Now for the royal functionaries:  Jean Chapelain (1595-1674) and Jean-Baptiste Colbert (1619-1683).  A member of the French Academy, Chapelain had a distinguished career long before Colbert asked him to submit a list of learned men worthy of the king’s largesse in 1662; his own reputation as a poet had been tarnished, though, by the failure of his vernacular epic on Joan of Arc, La Pucelle (1656).  Huet certainly considered Chapelain a friend, but their correspondence is far more formal than the Ménage letters; absent, too, is the banter, the easy give-and-take of letters from Rapin.  In the years that interest us, Colbert was emerging as Louis XIV’s first minister.  As far as I can establish, there was no direct contact between Colbert and Huet in this period. 

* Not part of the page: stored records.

use log::{debug, info};
use std::time::Instant;

use crate::config::SolverDefaults;
use crate::data::{Assignment, SchedulingInput, SolveReport};
use crate::engine::Engine;
use crate::error::SolveError;
use crate::model::Grid;
use crate::normalize::{Problem, normalize};
use crate::serialize;
use crate::verify::{self, Violation};

fn grid_for(input: &SchedulingInput, defaults: &SolverDefaults) -> Grid {
    Grid::new(
        input.days.unwrap_or(defaults.days),
        input.periods_per_day.unwrap_or(defaults.periods_per_day),
    )
}

fn prepare(input: &SchedulingInput, defaults: &SolverDefaults) -> Result<Problem, SolveError> {
    normalize(input, grid_for(input, defaults))
}

/// Builds a timetable for the snapshot: normalize, search, serialize.
pub fn solve(input: &SchedulingInput, defaults: &SolverDefaults) -> Result<SolveReport, SolveError> {
    let start_time = Instant::now();
    let problem = prepare(input, defaults)?;
    let limits = defaults.limits(&input.options);
    debug!(
        "Search limits: {} backtracks, {:?}, best effort {}.",
        limits.max_backtracks, limits.time_limit, limits.best_effort
    );

    let solution = Engine::new(&problem, limits).run()?;
    let assignments = serialize::assignments(&problem, &solution.placements);
    debug_assert!(verify::check(&problem, &assignments).is_empty());

    let report = serialize::report(&problem, assignments, solution.stats);
    info!(
        "Timetable with {} assignments built in {:.2?} (preferred-slot score {}).",
        report.assignments.len(),
        start_time.elapsed(),
        report.score
    );
    Ok(report)
}

/// Plain assignment list, the shape the calling application persists.
pub fn generate(input: &SchedulingInput, defaults: &SolverDefaults) -> Result<Vec<Assignment>, SolveError> {
    solve(input, defaults).map(|report| report.assignments)
}

/// Checks an externally supplied timetable against the snapshot.
pub fn check(
    input: &SchedulingInput,
    assignments: &[Assignment],
    defaults: &SolverDefaults,
) -> Result<Vec<Violation>, SolveError> {
    let problem = prepare(input, defaults)?;
    let violations = verify::check(&problem, assignments);
    info!(
        "Checked {} assignments: {} violation(s).",
        assignments.len(),
        violations.len()
    );
    Ok(violations)
}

Here we see that Huet and Ménage exchanged critical comments on the Marriage Ode and the Epistle in several letters from November 1659 into January 1660; Ménage frequently included the criticisms of du Perier, too.  Ménage highly regarded both poems, and he was particularly moved that Huet had dedicated the Epistle to him.  He also volunteered to oversee publication of the ode, while Huet decided to print the Epistle at Caen.  It was quite typical for poets to publish their works in small quantities as small format, loose sheets.  There was a danger here, though.  Unless anthologized later, as these poems by Huet were, they simply disappeared; much of the work of Du Perier did, in fact, perish in this way.[22]  However modest and transient, these little feuilles volantes performed very important tasks.  They were distributed to one’s friends and patrons, and to prospective friends and patrons. 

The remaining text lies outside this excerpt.